Aim of the task:
Whenever the string "only" turns up in a line of the data below, copy that line.

Exercise data:
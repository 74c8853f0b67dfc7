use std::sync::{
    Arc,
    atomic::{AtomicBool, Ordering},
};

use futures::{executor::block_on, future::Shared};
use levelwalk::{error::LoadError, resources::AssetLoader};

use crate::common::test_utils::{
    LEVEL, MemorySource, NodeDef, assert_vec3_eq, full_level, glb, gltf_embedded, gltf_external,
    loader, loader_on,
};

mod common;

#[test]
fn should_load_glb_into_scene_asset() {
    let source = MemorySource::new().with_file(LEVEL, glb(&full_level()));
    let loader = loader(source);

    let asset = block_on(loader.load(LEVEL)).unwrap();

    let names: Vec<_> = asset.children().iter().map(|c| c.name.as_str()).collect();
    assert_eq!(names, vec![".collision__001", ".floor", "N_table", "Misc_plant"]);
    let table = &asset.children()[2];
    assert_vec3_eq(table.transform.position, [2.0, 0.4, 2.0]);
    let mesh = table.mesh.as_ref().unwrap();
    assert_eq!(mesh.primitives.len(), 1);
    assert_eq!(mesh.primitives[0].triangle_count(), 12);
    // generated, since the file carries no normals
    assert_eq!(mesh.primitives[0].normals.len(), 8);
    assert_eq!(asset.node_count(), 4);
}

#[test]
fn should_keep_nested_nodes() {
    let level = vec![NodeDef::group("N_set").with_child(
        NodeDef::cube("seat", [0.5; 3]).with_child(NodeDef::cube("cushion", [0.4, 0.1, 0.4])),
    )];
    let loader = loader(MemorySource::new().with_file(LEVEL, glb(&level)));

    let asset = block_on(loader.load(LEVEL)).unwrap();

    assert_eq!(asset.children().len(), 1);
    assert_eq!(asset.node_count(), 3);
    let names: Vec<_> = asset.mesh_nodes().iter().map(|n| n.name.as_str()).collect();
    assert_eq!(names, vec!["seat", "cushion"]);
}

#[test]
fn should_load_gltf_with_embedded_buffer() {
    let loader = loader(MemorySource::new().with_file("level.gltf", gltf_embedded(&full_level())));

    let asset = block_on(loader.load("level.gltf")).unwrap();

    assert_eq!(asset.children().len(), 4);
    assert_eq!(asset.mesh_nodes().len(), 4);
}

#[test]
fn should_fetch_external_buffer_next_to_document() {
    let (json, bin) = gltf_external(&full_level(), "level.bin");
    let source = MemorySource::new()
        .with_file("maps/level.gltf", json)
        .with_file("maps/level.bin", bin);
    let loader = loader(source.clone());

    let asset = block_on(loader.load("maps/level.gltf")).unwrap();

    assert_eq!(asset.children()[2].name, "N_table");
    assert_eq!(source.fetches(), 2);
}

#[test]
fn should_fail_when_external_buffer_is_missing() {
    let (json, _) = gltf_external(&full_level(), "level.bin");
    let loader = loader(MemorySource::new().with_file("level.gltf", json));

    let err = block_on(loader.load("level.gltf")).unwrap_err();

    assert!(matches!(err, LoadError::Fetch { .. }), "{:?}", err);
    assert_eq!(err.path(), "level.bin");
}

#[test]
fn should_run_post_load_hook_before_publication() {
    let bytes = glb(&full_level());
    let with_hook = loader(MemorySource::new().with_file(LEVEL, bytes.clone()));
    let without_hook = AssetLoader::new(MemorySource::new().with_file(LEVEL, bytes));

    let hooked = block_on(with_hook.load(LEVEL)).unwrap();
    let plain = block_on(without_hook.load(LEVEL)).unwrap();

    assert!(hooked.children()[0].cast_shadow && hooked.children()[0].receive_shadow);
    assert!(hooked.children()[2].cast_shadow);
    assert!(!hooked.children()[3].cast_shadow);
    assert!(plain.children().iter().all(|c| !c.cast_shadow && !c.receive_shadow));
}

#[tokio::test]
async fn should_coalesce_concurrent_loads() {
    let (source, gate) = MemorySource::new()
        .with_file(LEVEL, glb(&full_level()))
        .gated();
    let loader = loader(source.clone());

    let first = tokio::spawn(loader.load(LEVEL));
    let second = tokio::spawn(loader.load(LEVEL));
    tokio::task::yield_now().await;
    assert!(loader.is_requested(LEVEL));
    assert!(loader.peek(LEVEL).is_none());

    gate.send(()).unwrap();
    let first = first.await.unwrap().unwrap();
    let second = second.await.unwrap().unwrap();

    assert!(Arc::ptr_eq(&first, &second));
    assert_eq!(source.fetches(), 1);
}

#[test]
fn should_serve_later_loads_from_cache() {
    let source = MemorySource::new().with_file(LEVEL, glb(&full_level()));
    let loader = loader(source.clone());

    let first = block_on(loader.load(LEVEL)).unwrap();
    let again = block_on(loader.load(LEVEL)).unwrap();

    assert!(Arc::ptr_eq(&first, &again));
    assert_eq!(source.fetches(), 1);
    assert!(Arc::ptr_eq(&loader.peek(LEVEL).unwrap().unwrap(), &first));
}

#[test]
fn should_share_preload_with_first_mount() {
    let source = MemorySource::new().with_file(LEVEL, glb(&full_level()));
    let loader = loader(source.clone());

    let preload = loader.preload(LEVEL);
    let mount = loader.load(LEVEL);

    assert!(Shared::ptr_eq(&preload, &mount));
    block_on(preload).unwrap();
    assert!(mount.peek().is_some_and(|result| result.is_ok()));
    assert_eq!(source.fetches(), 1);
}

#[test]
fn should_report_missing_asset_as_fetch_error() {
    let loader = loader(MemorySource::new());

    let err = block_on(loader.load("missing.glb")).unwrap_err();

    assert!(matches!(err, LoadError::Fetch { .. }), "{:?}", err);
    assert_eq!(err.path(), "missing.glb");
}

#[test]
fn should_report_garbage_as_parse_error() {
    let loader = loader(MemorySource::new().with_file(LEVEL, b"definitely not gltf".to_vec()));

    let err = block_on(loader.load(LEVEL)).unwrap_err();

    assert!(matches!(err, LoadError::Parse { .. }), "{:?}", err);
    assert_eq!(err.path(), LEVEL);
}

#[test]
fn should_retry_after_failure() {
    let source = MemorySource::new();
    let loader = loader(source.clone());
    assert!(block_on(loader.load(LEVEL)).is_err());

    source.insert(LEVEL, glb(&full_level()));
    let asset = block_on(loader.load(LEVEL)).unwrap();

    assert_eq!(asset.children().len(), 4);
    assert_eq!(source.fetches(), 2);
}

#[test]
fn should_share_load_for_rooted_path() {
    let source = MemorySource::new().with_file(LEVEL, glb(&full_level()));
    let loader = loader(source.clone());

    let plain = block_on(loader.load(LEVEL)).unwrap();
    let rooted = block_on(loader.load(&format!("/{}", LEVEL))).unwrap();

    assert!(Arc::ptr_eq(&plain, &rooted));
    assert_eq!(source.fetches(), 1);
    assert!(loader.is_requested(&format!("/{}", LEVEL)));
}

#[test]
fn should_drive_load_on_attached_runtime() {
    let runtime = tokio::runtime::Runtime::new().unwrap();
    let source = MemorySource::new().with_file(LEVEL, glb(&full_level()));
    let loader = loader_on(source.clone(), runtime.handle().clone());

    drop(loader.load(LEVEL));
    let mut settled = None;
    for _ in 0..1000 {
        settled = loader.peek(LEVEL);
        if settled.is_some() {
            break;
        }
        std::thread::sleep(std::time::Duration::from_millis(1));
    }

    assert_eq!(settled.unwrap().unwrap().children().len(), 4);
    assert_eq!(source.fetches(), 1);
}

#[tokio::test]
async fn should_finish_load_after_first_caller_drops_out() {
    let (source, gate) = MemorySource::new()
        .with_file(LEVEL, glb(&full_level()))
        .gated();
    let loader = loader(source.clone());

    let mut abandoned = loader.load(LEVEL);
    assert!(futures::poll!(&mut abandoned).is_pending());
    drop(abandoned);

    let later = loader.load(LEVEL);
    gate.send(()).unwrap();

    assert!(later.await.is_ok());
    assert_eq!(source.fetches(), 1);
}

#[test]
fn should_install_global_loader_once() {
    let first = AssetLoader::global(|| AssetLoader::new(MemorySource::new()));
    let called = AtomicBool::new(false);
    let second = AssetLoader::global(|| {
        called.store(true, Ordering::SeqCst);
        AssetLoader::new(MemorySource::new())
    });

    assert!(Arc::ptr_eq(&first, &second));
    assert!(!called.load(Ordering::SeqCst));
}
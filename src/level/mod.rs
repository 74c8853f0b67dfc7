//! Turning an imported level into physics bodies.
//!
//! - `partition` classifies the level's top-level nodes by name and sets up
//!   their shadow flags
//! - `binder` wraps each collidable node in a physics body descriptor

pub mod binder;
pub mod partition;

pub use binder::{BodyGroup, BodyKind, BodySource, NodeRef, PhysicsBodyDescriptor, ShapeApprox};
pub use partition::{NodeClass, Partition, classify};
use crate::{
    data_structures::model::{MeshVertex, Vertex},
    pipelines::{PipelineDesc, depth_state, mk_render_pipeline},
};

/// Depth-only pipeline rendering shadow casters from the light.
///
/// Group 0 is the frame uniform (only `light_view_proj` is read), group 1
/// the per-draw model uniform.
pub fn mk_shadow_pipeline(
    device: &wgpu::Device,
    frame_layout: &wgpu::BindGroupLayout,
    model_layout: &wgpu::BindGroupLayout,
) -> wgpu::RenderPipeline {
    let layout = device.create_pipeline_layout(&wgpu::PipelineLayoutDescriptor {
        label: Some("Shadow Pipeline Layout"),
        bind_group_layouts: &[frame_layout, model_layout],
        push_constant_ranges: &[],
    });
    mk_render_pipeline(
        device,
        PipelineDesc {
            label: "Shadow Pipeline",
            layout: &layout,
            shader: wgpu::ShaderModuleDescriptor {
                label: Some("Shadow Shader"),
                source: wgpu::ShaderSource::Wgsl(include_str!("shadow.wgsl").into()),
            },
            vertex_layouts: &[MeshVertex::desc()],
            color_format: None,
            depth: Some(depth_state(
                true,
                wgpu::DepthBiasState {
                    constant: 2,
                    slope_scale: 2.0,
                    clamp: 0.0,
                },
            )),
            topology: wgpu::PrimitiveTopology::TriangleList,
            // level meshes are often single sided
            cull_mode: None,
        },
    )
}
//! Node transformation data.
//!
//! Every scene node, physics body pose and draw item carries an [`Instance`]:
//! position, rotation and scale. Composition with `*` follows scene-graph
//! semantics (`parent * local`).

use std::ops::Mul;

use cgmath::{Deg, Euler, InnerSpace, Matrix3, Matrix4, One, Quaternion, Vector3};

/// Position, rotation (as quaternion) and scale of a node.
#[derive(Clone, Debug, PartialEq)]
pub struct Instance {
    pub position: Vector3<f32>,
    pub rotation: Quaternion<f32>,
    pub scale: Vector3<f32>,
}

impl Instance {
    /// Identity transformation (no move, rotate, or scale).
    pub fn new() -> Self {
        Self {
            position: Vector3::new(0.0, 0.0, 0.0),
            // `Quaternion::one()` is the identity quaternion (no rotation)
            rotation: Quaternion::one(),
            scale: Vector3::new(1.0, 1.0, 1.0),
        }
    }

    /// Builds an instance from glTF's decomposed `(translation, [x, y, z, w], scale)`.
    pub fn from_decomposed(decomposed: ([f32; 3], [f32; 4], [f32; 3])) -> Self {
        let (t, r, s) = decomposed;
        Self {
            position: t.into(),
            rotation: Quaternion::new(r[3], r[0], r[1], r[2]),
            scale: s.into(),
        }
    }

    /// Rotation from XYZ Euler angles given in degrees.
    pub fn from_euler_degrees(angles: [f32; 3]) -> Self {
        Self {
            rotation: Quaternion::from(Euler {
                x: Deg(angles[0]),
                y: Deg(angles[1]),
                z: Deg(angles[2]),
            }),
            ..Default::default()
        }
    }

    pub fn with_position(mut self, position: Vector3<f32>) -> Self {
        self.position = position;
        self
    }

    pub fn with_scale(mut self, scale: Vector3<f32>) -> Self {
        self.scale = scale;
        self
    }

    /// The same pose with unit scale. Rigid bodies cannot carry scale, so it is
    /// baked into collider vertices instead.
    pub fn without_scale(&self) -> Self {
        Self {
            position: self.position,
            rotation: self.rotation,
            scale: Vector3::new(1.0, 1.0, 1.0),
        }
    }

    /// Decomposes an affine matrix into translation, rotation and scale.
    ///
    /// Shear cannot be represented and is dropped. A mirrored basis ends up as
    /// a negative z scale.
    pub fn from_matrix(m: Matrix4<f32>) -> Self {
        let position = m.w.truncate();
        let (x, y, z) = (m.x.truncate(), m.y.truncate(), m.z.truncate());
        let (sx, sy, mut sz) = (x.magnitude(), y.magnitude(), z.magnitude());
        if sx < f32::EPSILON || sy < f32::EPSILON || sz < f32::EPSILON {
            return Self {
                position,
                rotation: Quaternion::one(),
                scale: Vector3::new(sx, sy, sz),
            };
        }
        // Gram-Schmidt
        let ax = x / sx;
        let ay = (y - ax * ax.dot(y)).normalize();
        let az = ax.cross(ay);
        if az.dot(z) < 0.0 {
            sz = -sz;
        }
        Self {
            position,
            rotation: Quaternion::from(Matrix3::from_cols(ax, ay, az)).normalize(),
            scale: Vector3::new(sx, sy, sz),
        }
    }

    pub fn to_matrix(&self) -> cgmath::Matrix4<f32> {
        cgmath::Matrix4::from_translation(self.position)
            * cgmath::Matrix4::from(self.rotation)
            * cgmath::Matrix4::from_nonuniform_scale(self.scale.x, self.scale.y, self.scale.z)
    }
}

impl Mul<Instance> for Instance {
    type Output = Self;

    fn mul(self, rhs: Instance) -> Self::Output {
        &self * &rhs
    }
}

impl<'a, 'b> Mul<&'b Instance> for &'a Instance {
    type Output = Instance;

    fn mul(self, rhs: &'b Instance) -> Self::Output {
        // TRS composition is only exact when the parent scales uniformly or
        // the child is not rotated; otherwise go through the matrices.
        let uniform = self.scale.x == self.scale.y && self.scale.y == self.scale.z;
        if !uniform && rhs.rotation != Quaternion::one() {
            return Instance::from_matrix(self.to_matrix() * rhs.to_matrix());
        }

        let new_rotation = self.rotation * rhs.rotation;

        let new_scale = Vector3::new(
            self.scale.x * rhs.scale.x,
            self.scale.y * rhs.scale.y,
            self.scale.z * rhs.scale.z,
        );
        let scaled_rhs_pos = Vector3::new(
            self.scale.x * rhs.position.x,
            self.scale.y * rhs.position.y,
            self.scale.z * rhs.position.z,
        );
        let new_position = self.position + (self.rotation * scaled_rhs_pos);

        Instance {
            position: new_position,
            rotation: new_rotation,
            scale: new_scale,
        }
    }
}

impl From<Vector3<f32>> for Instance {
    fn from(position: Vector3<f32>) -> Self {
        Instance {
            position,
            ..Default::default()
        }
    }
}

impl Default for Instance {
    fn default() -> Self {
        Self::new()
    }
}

Output for this task:
/// Depth-only pipeline rendering shadow casters from the light.
/// Group 0 is the frame uniform (only `light_view_proj` is read), group 1
        // TRS composition is only exact when the parent scales uniformly or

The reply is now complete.